Saved data entries
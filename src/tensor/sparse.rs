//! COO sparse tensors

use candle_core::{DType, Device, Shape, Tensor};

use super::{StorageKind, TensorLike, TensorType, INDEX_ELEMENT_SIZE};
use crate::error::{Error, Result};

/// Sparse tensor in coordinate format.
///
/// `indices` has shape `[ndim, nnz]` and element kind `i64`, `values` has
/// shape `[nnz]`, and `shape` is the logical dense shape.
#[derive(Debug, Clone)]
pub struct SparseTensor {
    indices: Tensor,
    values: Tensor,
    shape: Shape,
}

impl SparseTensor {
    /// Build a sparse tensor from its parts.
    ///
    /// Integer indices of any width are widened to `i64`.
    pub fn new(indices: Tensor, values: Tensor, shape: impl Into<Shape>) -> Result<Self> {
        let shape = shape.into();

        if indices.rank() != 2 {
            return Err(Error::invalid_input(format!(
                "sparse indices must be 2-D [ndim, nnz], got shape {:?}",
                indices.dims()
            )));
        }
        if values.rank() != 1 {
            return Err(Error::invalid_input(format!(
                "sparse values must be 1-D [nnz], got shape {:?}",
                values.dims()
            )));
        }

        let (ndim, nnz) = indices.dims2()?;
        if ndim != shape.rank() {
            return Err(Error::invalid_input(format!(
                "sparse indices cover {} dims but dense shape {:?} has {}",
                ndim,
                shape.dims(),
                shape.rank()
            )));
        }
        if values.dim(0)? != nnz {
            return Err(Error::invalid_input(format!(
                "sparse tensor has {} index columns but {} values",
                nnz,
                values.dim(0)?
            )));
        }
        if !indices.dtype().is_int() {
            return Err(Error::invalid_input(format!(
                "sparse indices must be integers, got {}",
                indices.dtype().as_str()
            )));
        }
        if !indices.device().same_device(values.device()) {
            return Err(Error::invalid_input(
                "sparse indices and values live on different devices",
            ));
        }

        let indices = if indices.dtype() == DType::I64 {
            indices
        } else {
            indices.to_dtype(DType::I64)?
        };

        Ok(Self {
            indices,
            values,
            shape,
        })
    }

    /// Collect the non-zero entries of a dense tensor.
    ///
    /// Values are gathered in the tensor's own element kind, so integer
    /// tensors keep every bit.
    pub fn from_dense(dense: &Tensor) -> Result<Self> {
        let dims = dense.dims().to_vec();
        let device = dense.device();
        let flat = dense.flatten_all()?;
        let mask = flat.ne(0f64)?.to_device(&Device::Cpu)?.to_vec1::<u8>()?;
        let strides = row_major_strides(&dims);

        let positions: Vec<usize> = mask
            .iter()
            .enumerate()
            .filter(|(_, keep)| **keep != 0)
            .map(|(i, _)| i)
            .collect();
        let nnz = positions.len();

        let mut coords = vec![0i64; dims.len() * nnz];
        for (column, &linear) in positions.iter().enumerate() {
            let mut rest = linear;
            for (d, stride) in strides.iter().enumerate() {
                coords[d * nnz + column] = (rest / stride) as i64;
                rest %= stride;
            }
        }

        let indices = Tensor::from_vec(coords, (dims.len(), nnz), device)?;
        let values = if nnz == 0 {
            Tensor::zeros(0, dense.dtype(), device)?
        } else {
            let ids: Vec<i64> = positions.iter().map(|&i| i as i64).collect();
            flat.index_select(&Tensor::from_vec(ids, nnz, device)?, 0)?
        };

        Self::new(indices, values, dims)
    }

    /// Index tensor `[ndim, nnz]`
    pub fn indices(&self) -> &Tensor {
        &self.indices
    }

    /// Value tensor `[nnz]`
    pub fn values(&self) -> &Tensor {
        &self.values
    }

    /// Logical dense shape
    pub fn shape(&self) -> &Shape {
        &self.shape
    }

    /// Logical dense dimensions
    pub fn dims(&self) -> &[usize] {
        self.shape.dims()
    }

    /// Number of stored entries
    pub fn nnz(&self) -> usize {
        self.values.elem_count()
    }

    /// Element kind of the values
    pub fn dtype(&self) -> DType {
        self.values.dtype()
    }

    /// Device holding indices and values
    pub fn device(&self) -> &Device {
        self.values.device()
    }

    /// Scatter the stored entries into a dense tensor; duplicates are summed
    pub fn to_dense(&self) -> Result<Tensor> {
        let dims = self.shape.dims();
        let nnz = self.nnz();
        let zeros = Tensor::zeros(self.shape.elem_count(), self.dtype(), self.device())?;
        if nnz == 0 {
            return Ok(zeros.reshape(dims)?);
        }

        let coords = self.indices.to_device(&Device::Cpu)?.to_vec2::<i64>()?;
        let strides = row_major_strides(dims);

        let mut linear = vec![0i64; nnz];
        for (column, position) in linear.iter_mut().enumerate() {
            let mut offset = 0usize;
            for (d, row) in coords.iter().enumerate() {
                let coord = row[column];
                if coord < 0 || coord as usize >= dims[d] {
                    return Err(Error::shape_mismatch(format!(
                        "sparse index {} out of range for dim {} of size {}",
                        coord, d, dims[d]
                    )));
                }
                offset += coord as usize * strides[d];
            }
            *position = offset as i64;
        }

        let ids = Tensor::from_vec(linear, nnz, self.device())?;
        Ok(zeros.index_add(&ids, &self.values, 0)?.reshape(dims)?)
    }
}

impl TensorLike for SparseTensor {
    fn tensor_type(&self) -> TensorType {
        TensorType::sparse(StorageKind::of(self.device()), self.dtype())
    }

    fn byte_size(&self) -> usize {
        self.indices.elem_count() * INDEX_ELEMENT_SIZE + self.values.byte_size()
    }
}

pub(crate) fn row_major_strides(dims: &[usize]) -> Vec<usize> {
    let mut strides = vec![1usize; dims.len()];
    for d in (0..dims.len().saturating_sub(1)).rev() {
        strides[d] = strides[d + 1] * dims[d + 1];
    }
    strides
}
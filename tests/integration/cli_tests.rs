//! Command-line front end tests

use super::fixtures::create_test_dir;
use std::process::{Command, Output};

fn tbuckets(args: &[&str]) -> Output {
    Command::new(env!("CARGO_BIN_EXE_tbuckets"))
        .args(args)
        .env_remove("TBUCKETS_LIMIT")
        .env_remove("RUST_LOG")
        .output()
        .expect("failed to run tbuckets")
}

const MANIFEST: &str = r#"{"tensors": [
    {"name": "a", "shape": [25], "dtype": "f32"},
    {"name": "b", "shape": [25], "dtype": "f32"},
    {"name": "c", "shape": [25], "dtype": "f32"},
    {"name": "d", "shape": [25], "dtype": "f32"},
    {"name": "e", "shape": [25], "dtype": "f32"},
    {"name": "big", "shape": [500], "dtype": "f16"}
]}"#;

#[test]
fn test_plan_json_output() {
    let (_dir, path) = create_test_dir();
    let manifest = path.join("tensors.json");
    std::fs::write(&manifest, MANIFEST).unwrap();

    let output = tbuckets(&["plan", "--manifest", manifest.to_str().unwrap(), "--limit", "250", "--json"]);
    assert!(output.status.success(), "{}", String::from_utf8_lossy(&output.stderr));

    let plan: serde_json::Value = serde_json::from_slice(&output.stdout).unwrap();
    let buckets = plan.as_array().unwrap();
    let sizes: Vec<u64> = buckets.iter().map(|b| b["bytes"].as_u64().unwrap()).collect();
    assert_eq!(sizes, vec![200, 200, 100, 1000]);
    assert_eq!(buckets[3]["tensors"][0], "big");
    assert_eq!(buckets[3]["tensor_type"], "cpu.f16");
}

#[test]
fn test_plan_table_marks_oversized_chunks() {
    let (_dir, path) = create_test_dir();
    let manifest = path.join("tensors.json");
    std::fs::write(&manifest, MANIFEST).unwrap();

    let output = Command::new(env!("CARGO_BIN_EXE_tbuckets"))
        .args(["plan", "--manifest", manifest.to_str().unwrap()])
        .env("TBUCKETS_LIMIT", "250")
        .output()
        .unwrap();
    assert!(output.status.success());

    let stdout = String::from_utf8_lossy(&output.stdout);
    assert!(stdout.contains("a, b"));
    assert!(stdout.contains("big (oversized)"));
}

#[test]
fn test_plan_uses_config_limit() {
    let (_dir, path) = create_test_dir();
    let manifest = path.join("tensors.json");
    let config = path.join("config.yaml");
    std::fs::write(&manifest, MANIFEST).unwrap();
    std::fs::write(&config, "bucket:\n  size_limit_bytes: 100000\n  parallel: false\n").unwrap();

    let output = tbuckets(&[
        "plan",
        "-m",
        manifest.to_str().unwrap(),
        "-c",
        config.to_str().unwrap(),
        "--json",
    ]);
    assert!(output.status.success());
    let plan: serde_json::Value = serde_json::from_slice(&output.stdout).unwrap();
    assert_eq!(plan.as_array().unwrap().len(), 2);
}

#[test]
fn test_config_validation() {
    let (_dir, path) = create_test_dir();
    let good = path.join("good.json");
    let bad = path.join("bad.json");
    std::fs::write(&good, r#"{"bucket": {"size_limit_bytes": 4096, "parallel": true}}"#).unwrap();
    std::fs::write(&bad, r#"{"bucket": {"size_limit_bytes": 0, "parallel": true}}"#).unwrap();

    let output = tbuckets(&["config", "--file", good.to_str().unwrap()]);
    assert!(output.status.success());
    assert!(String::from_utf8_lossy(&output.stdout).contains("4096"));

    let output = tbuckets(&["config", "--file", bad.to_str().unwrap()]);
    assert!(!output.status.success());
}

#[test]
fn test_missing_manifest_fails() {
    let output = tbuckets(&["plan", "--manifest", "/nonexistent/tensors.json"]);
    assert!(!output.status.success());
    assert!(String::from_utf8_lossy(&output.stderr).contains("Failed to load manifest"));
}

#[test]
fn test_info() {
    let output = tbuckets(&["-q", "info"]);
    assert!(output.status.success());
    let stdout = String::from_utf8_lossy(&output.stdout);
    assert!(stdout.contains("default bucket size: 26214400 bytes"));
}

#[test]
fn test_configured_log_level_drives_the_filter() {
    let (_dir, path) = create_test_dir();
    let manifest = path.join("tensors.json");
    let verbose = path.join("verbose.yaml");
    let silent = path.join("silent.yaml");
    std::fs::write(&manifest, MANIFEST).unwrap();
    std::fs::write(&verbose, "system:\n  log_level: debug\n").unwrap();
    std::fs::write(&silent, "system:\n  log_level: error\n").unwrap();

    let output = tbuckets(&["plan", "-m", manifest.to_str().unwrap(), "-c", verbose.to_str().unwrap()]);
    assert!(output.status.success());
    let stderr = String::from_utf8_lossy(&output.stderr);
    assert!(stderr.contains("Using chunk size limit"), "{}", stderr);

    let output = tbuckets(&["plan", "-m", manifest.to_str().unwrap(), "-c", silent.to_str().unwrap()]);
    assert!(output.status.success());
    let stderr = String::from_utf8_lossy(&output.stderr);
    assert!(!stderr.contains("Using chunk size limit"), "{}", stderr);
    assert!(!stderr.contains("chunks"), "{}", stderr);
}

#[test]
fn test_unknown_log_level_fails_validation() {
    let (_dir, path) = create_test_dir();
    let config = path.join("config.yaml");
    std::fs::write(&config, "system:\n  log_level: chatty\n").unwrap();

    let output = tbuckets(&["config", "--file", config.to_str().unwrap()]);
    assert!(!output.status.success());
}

What you will do: Retype only the lines above between the line with "of the values" and the line with "out of range", counting those two lines as well, and keep every character as it is.

Expected answer:
    /// Element kind of the values
    pub fn dtype(&self) -> DType {
        self.values.dtype()
    }

    /// Device holding indices and values
    pub fn device(&self) -> &Device {
        self.values.device()
    }

    /// Scatter the stored entries into a dense tensor; duplicates are summed
    pub fn to_dense(&self) -> Result<Tensor> {
        let dims = self.shape.dims();
        let nnz = self.nnz();
        let zeros = Tensor::zeros(self.shape.elem_count(), self.dtype(), self.device())?;
        if nnz == 0 {
            return Ok(zeros.reshape(dims)?);
        }

        let coords = self.indices.to_device(&Device::Cpu)?.to_vec2::<i64>()?;
        let strides = row_major_strides(dims);

        let mut linear = vec![0i64; nnz];
        for (column, position) in linear.iter_mut().enumerate() {
            let mut offset = 0usize;
            for (d, row) in coords.iter().enumerate() {
                let coord = row[column];
                if coord < 0 || coord as usize >= dims[d] {
                    return Err(Error::shape_mismatch(format!(
                        "sparse index {} out of range for dim {} of size {}",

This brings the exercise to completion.